About two weeks after India had threatened to boycott the Commonwealth Parliamentary Union after J&K did not get an invitation, Pakistan National Assembly Speaker Ayaz Sadiq said that Islamabad was unable to host the 61st Commonwealth Parliamentary Union, as it could not violate United Nations Security Council resolutions.

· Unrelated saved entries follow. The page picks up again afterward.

//! Test harness for treeline integration tests

#![allow(dead_code)]

use std::path::Path;
use std::process::Command;

pub use treeline::test_utils::TestDir;

/// Run the binary in `dir` with color disabled; returns (stdout, stderr, success).
pub fn run_treeline(dir: &Path, args: &[&str]) -> (String, String, bool) {
    let binary = env!("CARGO_BIN_EXE_treeline");
    let output = Command::new(binary)
        .args(["--color", "never"])
        .args(args)
        .current_dir(dir)
        .env_remove("RUST_LOG")
        .output()
        .expect("Failed to run treeline");

    let stdout = String::from_utf8_lossy(&output.stdout).to_string();
    let stderr = String::from_utf8_lossy(&output.stderr).to_string();
    let success = output.status.success();

    (stdout, stderr, success)
}

/// Command for assertions that need stdin or predicate matching.
pub fn treeline_cmd() -> assert_cmd::Command {
    let mut cmd = assert_cmd::Command::new(env!("CARGO_BIN_EXE_treeline"));
    cmd.args(["--color", "never"]).env_remove("RUST_LOG");
    cmd
}

#[cfg(test)]
mod tests {
    use super::*;

    #[test]
    fn test_harness_creates_temp_dir() {
        let dir = TestDir::new();
        assert!(dir.path().exists());
    }

    #[test]
    fn test_harness_add_file() {
        let dir = TestDir::new();
        let file_path = dir.add_file("nested/test.rs", "fn main() {}");
        assert!(file_path.exists());
    }
}
//! JSON output formatting

use std::io::{self, Write};

use serde::Serialize;

use crate::error::{Result, TreeError};
use crate::tree::TreeNode;

use super::renderer::{TreeLine, TreeRenderer};
use super::utils::split_line;

/// One rendered line in JSON output.
#[derive(Debug, Clone, Serialize, PartialEq, Eq)]
pub struct JsonLine {
    /// Absent for the root header.
    #[serde(skip_serializing_if = "Option::is_none")]
    pub depth: Option<usize>,
    pub key: String,
    pub line: String,
    pub is_last: bool,
    pub has_children: bool,
}

impl<N: TreeNode + ?Sized> From<&TreeLine<'_, N>> for JsonLine {
    fn from(line: &TreeLine<'_, N>) -> Self {
        let (glyphs, text) = split_line(line);
        Self {
            depth: line.depth,
            key: line.key.clone(),
            line: format!("{}{}", glyphs, text),
            is_last: line.is_last,
            has_children: line.has_children,
        }
    }
}

/// Render every line and serialize them as a pretty-printed JSON array.
pub fn to_json<N: TreeNode + ?Sized>(renderer: TreeRenderer<'_, N>) -> Result<String> {
    let lines: Vec<JsonLine> = renderer.map(|line| JsonLine::from(&line)).collect();
    Ok(serde_json::to_string_pretty(&lines)?)
}

/// Write rendered lines as pretty-printed JSON followed by a newline.
pub fn write_json<N, W>(renderer: TreeRenderer<'_, N>, out: &mut W) -> Result<()>
where
    N: TreeNode + ?Sized,
    W: Write,
{
    let json = to_json(renderer)?;
    writeln!(out, "{}", json).map_err(|source| TreeError::Io {
        context: "error writing output".to_string(),
        source,
    })
}

/// Print rendered lines as pretty-printed JSON to stdout.
pub fn print_json<N: TreeNode + ?Sized>(renderer: TreeRenderer<'_, N>) -> Result<()> {
    write_json(renderer, &mut io::stdout().lock())
}

#[cfg(test)]
mod tests {
    use super::*;
    use crate::tree::{Node, RenderOptions};
    use serde_json::json;

    #[test]
    fn test_to_json_shape() {
        let tree = Node::new("A", vec![Node::leaf("B"), Node::leaf("C")]);
        let json = to_json(TreeRenderer::new(&tree, RenderOptions::default())).unwrap();
        let value: serde_json::Value = serde_json::from_str(&json).unwrap();
        assert_eq!(
            value,
            json!([
                {"key": "", "line": "A", "is_last": true, "has_children": true},
                {"depth": 0, "key": "0", "line": "|-B", "is_last": false, "has_children": false},
                {"depth": 0, "key": "1", "line": "\\-C", "is_last": true, "has_children": false},
            ])
        );
    }

    struct ClosedPipe;

    impl Write for ClosedPipe {
        fn write(&mut self, _buf: &[u8]) -> io::Result<usize> {
            Err(io::Error::from(io::ErrorKind::BrokenPipe))
        }

        fn flush(&mut self) -> io::Result<()> {
            Ok(())
        }
    }

    #[test]
    fn test_write_json_reports_closed_output() {
        let tree = Node::leaf("A");
        let renderer = TreeRenderer::new(&tree, RenderOptions::default());
        let err = write_json(renderer, &mut ClosedPipe).unwrap_err();
        assert!(matches!(err, TreeError::Io { .. }), "got: {:?}", err);
    }

    #[test]
    fn test_write_json_ends_with_newline() {
        let tree = Node::leaf("A");
        let mut out = Vec::new();
        write_json(TreeRenderer::new(&tree, RenderOptions::default()), &mut out).unwrap();
        let text = String::from_utf8(out).unwrap();
        assert!(text.ends_with("]\n"), "got: {}", text);
    }
}
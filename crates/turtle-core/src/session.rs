//! Turtle session
//!
//! A session owns one turtle drawing on one [`Canvas`]. Hosts queue commands
//! as they arrive (button clicks, script lines) and drain the queue in order.
//! The turtle itself is not synchronized, so a session shared between
//! threads goes behind one lock: [`SharedSession`].

use std::sync::Arc;

use parking_lot::Mutex;

use crate::command::TurtleCommand;
use crate::geometry::{Point, Vector};
use crate::surface::{Canvas, Segment};
use crate::turtle::{Turtle, TurtleError, TurtleResult};

/// Shared session handle
pub type SharedSession = Arc<Mutex<Session>>;

/// A turtle, its canvas and the commands waiting to run
#[derive(Debug)]
pub struct Session {
    turtle: Turtle<Canvas>,
    pending: Vec<TurtleCommand>,
}

impl Session {
    /// Create a session around an already configured turtle
    pub fn new(turtle: Turtle<Canvas>) -> Self {
        Self {
            turtle,
            pending: Vec::new(),
        }
    }

    /// Wrap this session for sharing between threads
    pub fn into_shared(self) -> SharedSession {
        Arc::new(Mutex::new(self))
    }

    pub fn turtle(&self) -> &Turtle<Canvas> {
        &self.turtle
    }

    pub fn turtle_mut(&mut self) -> &mut Turtle<Canvas> {
        &mut self.turtle
    }

    pub fn canvas(&self) -> &Canvas {
        self.turtle.surface()
    }

    pub fn segments(&self) -> &[Segment] {
        self.canvas().segments()
    }

    pub fn position(&self) -> Point {
        self.turtle.position()
    }

    pub fn heading(&self) -> Vector {
        self.turtle.heading()
    }

    /// Run a single command now
    pub fn execute(&mut self, command: TurtleCommand) -> TurtleResult<()> {
        match command {
            TurtleCommand::Forward(distance) => self.turtle.forward(distance),
            TurtleCommand::Backward(distance) => self.turtle.backward(distance),
            TurtleCommand::TurnLeft(angle) => self.turtle.turn_left(angle),
            TurtleCommand::TurnRight(angle) => self.turtle.turn_right(angle),
            TurtleCommand::PenUp => {
                self.turtle.pen_up();
                Ok(())
            }
            TurtleCommand::PenDown => {
                self.turtle.pen_down();
                Ok(())
            }
            TurtleCommand::GoTo(target) => self.turtle.go_to(target),
            TurtleCommand::TurnToward(target) => self.turtle.turn_toward(target),
            TurtleCommand::Clear => {
                self.turtle.surface_mut().clear();
                Ok(())
            }
            TurtleCommand::Reset => {
                self.turtle.reset();
                Ok(())
            }
        }
    }

    /// Queue a command
    pub fn queue(&mut self, command: TurtleCommand) {
        self.pending.push(command);
    }

    /// Number of queued commands
    pub fn pending_len(&self) -> usize {
        self.pending.len()
    }

    /// Run every queued command in order.
    ///
    /// A failing command is logged and skipped; the rest still run. Returns
    /// the failures alongside the command that caused them.
    pub fn process_pending(&mut self) -> Vec<(TurtleCommand, TurtleError)> {
        let mut failures = Vec::new();
        for command in std::mem::take(&mut self.pending) {
            if let Err(e) = self.execute(command) {
                tracing::warn!("Command '{}' failed: {}", command, e);
                failures.push((command, e));
            }
        }
        failures
    }
}
//! Turtle Geometry Core
//!
//! This crate provides:
//! - 2D point and vector primitives
//! - The drawing-surface contract and an in-memory recording canvas
//! - A Logo-style turtle with strict or clamped boundary handling
//! - A small textual command language and a lockable session
//! - RON configuration for hosts

pub mod command;
pub mod config;
pub mod constants;
pub mod geometry;
pub mod session;
pub mod surface;
pub mod turtle;

// Re-exports for convenience
pub use command::{CommandError, TurtleCommand};
pub use config::{ConfigError, SurfaceConfig, TurtleConfig};
pub use constants::*;
pub use geometry::{Point, Vector};
pub use session::{Session, SharedSession};
pub use surface::{Canvas, DrawingSurface, IconState, Segment, SurfaceBounds};
pub use turtle::{ClampAlgorithm, MovementPolicy, Turtle, TurtleError, TurtleResult};
//! 2D point and vector primitives
//!
//! Both types are `Copy`: every operation returns a new value, so a caller
//! can never alias the turtle's own position or heading.

use std::fmt;
use std::ops::{Add, Mul, Neg, Sub};

use glam::DVec2;
use serde::{Deserialize, Serialize};

use crate::constants::EPSILON;

/// A position on the drawing surface
#[derive(Debug, Clone, Copy, PartialEq, Default, Serialize, Deserialize)]
pub struct Point {
    pub x: f64,
    pub y: f64,
}

impl Point {
    /// The origin (0, 0)
    pub const ORIGIN: Self = Self { x: 0.0, y: 0.0 };

    /// Create a new point
    pub fn new(x: f64, y: f64) -> Self {
        Self { x, y }
    }

    /// Return this point moved by `vector`
    pub fn translated(self, vector: Vector) -> Self {
        Self::from(self.as_dvec2() + vector.as_dvec2())
    }

    /// Euclidean distance to another point
    pub fn distance(self, other: Point) -> f64 {
        self.as_dvec2().distance(other.as_dvec2())
    }

    /// Check whether two points coincide within `epsilon`
    pub fn coincides(self, other: Point, epsilon: f64) -> bool {
        self.distance(other) < epsilon
    }

    fn as_dvec2(self) -> DVec2 {
        DVec2::new(self.x, self.y)
    }
}

impl From<DVec2> for Point {
    fn from(v: DVec2) -> Self {
        Self::new(v.x, v.y)
    }
}

impl Add<Vector> for Point {
    type Output = Point;

    fn add(self, rhs: Vector) -> Point {
        self.translated(rhs)
    }
}

impl Sub for Point {
    type Output = Vector;

    fn sub(self, rhs: Point) -> Vector {
        Vector::between(rhs, self)
    }
}

impl fmt::Display for Point {
    fn fmt(&self, f: &mut fmt::Formatter<'_>) -> fmt::Result {
        write!(f, "({}, {})", self.x, self.y)
    }
}

/// A 2D displacement
#[derive(Debug, Clone, Copy, PartialEq, Default, Serialize, Deserialize)]
pub struct Vector {
    pub dx: f64,
    pub dy: f64,
}

impl Vector {
    /// Unit vector along +X, the turtle's initial heading
    pub const UNIT: Self = Self { dx: 1.0, dy: 0.0 };

    /// The null displacement
    pub const ZERO: Self = Self { dx: 0.0, dy: 0.0 };

    /// Create a new vector
    pub fn new(dx: f64, dy: f64) -> Self {
        Self { dx, dy }
    }

    /// Displacement that takes `from` to `to`
    pub fn between(from: Point, to: Point) -> Self {
        Self::from(to.as_dvec2() - from.as_dvec2())
    }

    /// Euclidean norm ("module")
    pub fn magnitude(self) -> f64 {
        self.as_dvec2().length()
    }

    /// Scale both components by `factor` ("homothety"); the factor may be zero or negative
    pub fn scaled(self, factor: f64) -> Self {
        Self::from(self.as_dvec2() * factor)
    }

    /// Rotate counter-clockwise by `degrees` (negative rotates clockwise)
    pub fn rotated(self, degrees: f64) -> Self {
        let rotation = DVec2::from_angle(degrees.to_radians());
        Self::from(rotation.rotate(self.as_dvec2()))
    }

    /// Negate both components
    pub fn opposite(self) -> Self {
        Self::from(-self.as_dvec2())
    }

    /// Unit vector with the same direction, or `None` for a (near) null or
    /// non-finite vector
    pub fn normalized(self) -> Option<Self> {
        let v = self.as_dvec2();
        // Divide by the largest component first so huge vectors don't overflow
        let scale = v.abs().max_element();
        if !scale.is_finite() || scale == 0.0 {
            return None;
        }
        let reduced = v / scale;
        let length = reduced.length();
        if !length.is_finite() || length * scale < EPSILON {
            None
        } else {
            Some(Self::from(reduced / length))
        }
    }

    /// Check collinearity with `other`.
    ///
    /// The cross product is compared relative to both magnitudes, so the test
    /// does not depend on vector length. A null vector is collinear with anything.
    pub fn is_collinear(self, other: Vector, epsilon: f64) -> bool {
        let (a, b) = (self.as_dvec2(), other.as_dvec2());
        let norms = a.length() * b.length();
        if norms < EPSILON {
            return true;
        }
        (a.perp_dot(b) / norms).abs() < epsilon
    }

    /// Check that both components match `other` within `epsilon`
    pub fn approx_eq(self, other: Vector, epsilon: f64) -> bool {
        (self.dx - other.dx).abs() < epsilon && (self.dy - other.dy).abs() < epsilon
    }

    fn as_dvec2(self) -> DVec2 {
        DVec2::new(self.dx, self.dy)
    }
}

impl From<DVec2> for Vector {
    fn from(v: DVec2) -> Self {
        Self::new(v.x, v.y)
    }
}

impl Add for Vector {
    type Output = Vector;

    fn add(self, rhs: Vector) -> Vector {
        Self::from(self.as_dvec2() + rhs.as_dvec2())
    }
}

impl Mul<f64> for Vector {
    type Output = Vector;

    fn mul(self, rhs: f64) -> Vector {
        self.scaled(rhs)
    }
}

impl Neg for Vector {
    type Output = Vector;

    fn neg(self) -> Vector {
        self.opposite()
    }
}

impl fmt::Display for Vector {
    fn fmt(&self, f: &mut fmt::Formatter<'_>) -> fmt::Result {
        write!(f, "<{}, {}>", self.dx, self.dy)
    }
}

#[cfg(test)]
mod tests {
    use super::*;
    use approx::assert_abs_diff_eq;

    #[test]
    fn test_translate_returns_new_point() {
        let p = Point::new(1.0, 2.0);
        let q = p.translated(Vector::new(3.0, -4.0));
        assert_eq!(q, Point::new(4.0, -2.0));
        assert_eq!(p, Point::new(1.0, 2.0));
        assert_eq!(p + Vector::new(3.0, -4.0), q);
    }

    #[test]
    fn test_scaled_accepts_zero_and_negative() {
        let v = Vector::new(2.0, -3.0);
        assert_eq!(v.scaled(2.0), Vector::new(4.0, -6.0));
        assert_eq!(v.scaled(-1.0), Vector::new(-2.0, 3.0));
        assert_eq!(v.scaled(0.0).magnitude(), 0.0);
    }

    #[test]
    fn test_magnitude() {
        assert_eq!(Vector::new(3.0, 4.0).magnitude(), 5.0);
        assert_eq!(Vector::UNIT.magnitude(), 1.0);
    }

    #[test]
    fn test_rotate_quarter_turns() {
        let left = Vector::UNIT.rotated(90.0);
        assert_abs_diff_eq!(left.dx, 0.0, epsilon = EPSILON);
        assert_abs_diff_eq!(left.dy, 1.0, epsilon = EPSILON);

        let right = Vector::UNIT.rotated(-90.0);
        assert_abs_diff_eq!(right.dx, 0.0, epsilon = EPSILON);
        assert_abs_diff_eq!(right.dy, -1.0, epsilon = EPSILON);
    }

    #[test]
    fn test_rotate_full_turn_is_identity() {
        let v = Vector::UNIT.rotated(360.0);
        assert!(v.approx_eq(Vector::UNIT, EPSILON), "got {}", v);
    }

    #[test]
    fn test_repeated_rotation_keeps_unit_length() {
        let mut v = Vector::UNIT;
        for _ in 0..10_000 {
            v = v.rotated(7.0);
        }
        assert_abs_diff_eq!(v.magnitude(), 1.0, epsilon = 1e-6);
    }

    #[test]
    fn test_opposite() {
        assert_eq!(Vector::new(1.5, -2.0).opposite(), Vector::new(-1.5, 2.0));
        assert_eq!(-Vector::UNIT, Vector::new(-1.0, 0.0));
    }

    #[test]
    fn test_collinear() {
        let v = Vector::new(1.0, 1.0);
        assert!(v.is_collinear(Vector::new(5.0, 5.0), EPSILON));
        assert!(v.is_collinear(Vector::new(-2.0, -2.0), EPSILON));
        assert!(!v.is_collinear(Vector::new(1.0, 0.0), EPSILON));
        assert!(v.is_collinear(Vector::ZERO, EPSILON));
    }

    #[test]
    fn test_between_and_point_difference() {
        let a = Point::new(1.0, 1.0);
        let b = Point::new(4.0, 5.0);
        assert_eq!(Vector::between(a, b), Vector::new(3.0, 4.0));
        assert_eq!(b - a, Vector::new(3.0, 4.0));
        assert_eq!(a.distance(b), 5.0);
    }

    #[test]
    fn test_normalized() {
        let n = Vector::new(0.0, -3.0).normalized().unwrap();
        assert_eq!(n, Vector::new(0.0, -1.0));
        assert!(Vector::ZERO.normalized().is_none());
    }

    #[test]
    fn test_normalized_huge_and_non_finite() {
        assert_eq!(Vector::new(1e200, 0.0).normalized(), Some(Vector::UNIT));

        let diagonal = Vector::new(-1e300, 1e300).normalized().unwrap();
        assert_abs_diff_eq!(diagonal.magnitude(), 1.0, epsilon = EPSILON);
        assert_abs_diff_eq!(diagonal.dx, -diagonal.dy, epsilon = EPSILON);

        assert!(Vector::new(f64::INFINITY, 0.0).normalized().is_none());
        assert!(Vector::new(f64::NAN, 1.0).normalized().is_none());
    }

    #[test]
    fn test_display() {
        assert_eq!(Point::new(100.0, -2.5).to_string(), "(100, -2.5)");
        assert_eq!(Vector::UNIT.to_string(), "<1, 0>");
    }
}
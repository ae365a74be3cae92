//! Turtle Commands
//!
//! One command per line, Logo style:
//!
//! ```text
//! forward 100     (fd)
//! backward 20     (back, bk)
//! left 90         (lt)
//! right 45        (rt)
//! penup           (pu)
//! pendown         (pd)
//! goto 10 -20
//! toward 0 100    (face)
//! clear
//! reset
//! ```

use std::fmt;
use std::str::FromStr;

use thiserror::Error;

use crate::geometry::Point;

/// Error type for command parsing
#[derive(Debug, Clone, PartialEq, Error)]
pub enum CommandError {
    #[error("Empty command")]
    Empty,

    #[error("Unknown command: {0}")]
    UnknownCommand(String),

    #[error("Missing argument for {command}: expected {expected}")]
    MissingArgument {
        command: String,
        expected: &'static str,
    },

    #[error("Invalid number '{value}' for {command}")]
    InvalidNumber { command: String, value: String },

    #[error("Unexpected input after {command}: {rest}")]
    TrailingInput { command: String, rest: String },
}

/// An operation a host can queue on a turtle session
#[derive(Debug, Clone, Copy, PartialEq)]
pub enum TurtleCommand {
    Forward(f64),
    Backward(f64),
    TurnLeft(f64),
    TurnRight(f64),
    PenUp,
    PenDown,
    GoTo(Point),
    TurnToward(Point),
    /// Wipe the drawing, keep the turtle where it is
    Clear,
    /// Send the turtle home
    Reset,
}

impl TurtleCommand {
    /// Name used in scripts
    pub fn name(&self) -> &'static str {
        match self {
            TurtleCommand::Forward(_) => "forward",
            TurtleCommand::Backward(_) => "backward",
            TurtleCommand::TurnLeft(_) => "left",
            TurtleCommand::TurnRight(_) => "right",
            TurtleCommand::PenUp => "penup",
            TurtleCommand::PenDown => "pendown",
            TurtleCommand::GoTo(_) => "goto",
            TurtleCommand::TurnToward(_) => "toward",
            TurtleCommand::Clear => "clear",
            TurtleCommand::Reset => "reset",
        }
    }
}

impl FromStr for TurtleCommand {
    type Err = CommandError;

    fn from_str(s: &str) -> Result<Self, Self::Err> {
        let mut words = s.split_whitespace();
        let keyword = words.next().ok_or(CommandError::Empty)?.to_ascii_lowercase();

        let command = match keyword.as_str() {
            "forward" | "fd" => TurtleCommand::Forward(number(&keyword, &mut words, "a distance")?),
            "backward" | "back" | "bk" => {
                TurtleCommand::Backward(number(&keyword, &mut words, "a distance")?)
            }
            "left" | "lt" => TurtleCommand::TurnLeft(number(&keyword, &mut words, "an angle")?),
            "right" | "rt" => TurtleCommand::TurnRight(number(&keyword, &mut words, "an angle")?),
            "penup" | "pu" => TurtleCommand::PenUp,
            "pendown" | "pd" => TurtleCommand::PenDown,
            "goto" => TurtleCommand::GoTo(point(&keyword, &mut words)?),
            "toward" | "face" => TurtleCommand::TurnToward(point(&keyword, &mut words)?),
            "clear" => TurtleCommand::Clear,
            "reset" => TurtleCommand::Reset,
            _ => return Err(CommandError::UnknownCommand(keyword)),
        };

        let rest: Vec<&str> = words.collect();
        if !rest.is_empty() {
            return Err(CommandError::TrailingInput {
                command: keyword,
                rest: rest.join(" "),
            });
        }

        Ok(command)
    }
}

impl fmt::Display for TurtleCommand {
    fn fmt(&self, f: &mut fmt::Formatter<'_>) -> fmt::Result {
        match self {
            TurtleCommand::Forward(v)
            | TurtleCommand::Backward(v)
            | TurtleCommand::TurnLeft(v)
            | TurtleCommand::TurnRight(v) => write!(f, "{} {}", self.name(), v),
            TurtleCommand::GoTo(p) | TurtleCommand::TurnToward(p) => {
                write!(f, "{} {} {}", self.name(), p.x, p.y)
            }
            _ => f.write_str(self.name()),
        }
    }
}

fn number<'a>(
    command: &str,
    words: &mut impl Iterator<Item = &'a str>,
    expected: &'static str,
) -> Result<f64, CommandError> {
    let word = words.next().ok_or_else(|| CommandError::MissingArgument {
        command: command.to_string(),
        expected,
    })?;
    word.parse().map_err(|_| CommandError::InvalidNumber {
        command: command.to_string(),
        value: word.to_string(),
    })
}

fn point<'a>(
    command: &str,
    words: &mut impl Iterator<Item = &'a str>,
) -> Result<Point, CommandError> {
    let x = number(command, words, "x and y coordinates")?;
    let y = number(command, words, "x and y coordinates")?;
    Ok(Point::new(x, y))
}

“We have clarified to the London Secretariat of the Commonwealth that Kashmir is a disputed territory and now it is impossible for the Commonwealth Conference to be held in Pakistan,” Ayaz Sadiq told reporters. Pakistan positioned this move ahead of the NSA-level talks with India to indicate that Kashmir will be its sole priority. “A detailed letter will be written to the CPA countries over the Kashmir dispute and the issue will be raised on every forum of the Commonwealth,” Sadiq said. India had rejected any effort to bring in Kashmir by backdoor into the agenda of the talks, pointing out that the Ufa statement by two leaders tasked the NSAs to discuss only terrorism.
Official sources said that India from the beginning had been against ‘injection of any third party’ into bilateral issues. “We are not against Hurriyat, but against any role of a third party in a purely bilateral matter,” said a source. The ‘house arrest’ of the Hurriyat leaders, and their subsequent release within a few hours, were being described by official sources as a ‘signal to Pakistan’.
“We are saying that we will not allow the Hurriyat to meet with the Pakistani delegation. That we will not hesitate to go beyond house arrest to stop them,” said a senior official. The Pakistan High Commission has invited all Hurriyat leaders to meet with Aziz on Sunday and for a dinner reception in Delhi. However, it is very unlikely that this meeting, scheduled before the main meeting between Aziz and NSA Ajit Doval on Monday, will be allowed by Indian authorities, said sources.
When asked about Pakistan’s reaction to a possible arrest of Hurriyat leaders, government sources said, “Pakistan can call off the talks, but then the onus will be on them for cancelling it”. In August last, Foreign Secretary Sujatha Singh refused to go to Islamabad after Pakistan envoy Abdul Basit met with Hurriyat leaders despite a warning.
Earlier on Thursday, the Pakistan foreign office spokesman Qazi Khalilullah said that Pakistan “expects India to allow Kashmiri leaders to meet the Advisor to the Prime Minister on National Security and Foreign Affairs”.
“Kashmiris are important stakeholders in the context of the J&K dispute and efforts to seek its peaceful settlement in accordance with the UN Security Council Resolutions,” he said.
When Pakistan toyed with the idea of involving a third party, Hurriyat, during the NSA-level talks, the ruling party had sent a strong message. BJP sources said that government had made it clear that if Pakistan met Kashmiri separatists before the NSA meet, then there would be no meaning in even holding such talks.
Explaining the reason behind NSA-level talks despite cease fire violations, the ruling party sources said that the focus was on discussing terrorism with Islamabad. “It is an achievement that Pakistan has been brought to the discussion table on the issue of terrorism where evidence will be presented to them. This is a huge shift from the policy adopted by the previous UPA government in dealing with the neighbouring country,” a BJP leader said.
NSA will talk to separatists: Pakistan
After the day’s developments, a Pakistan High Commission official confirmed on Thursday that National Security Advisor Sartaj Aziz would be coming to Delhi as per plan, and also that the meeting with the Hurriyat was going ahead.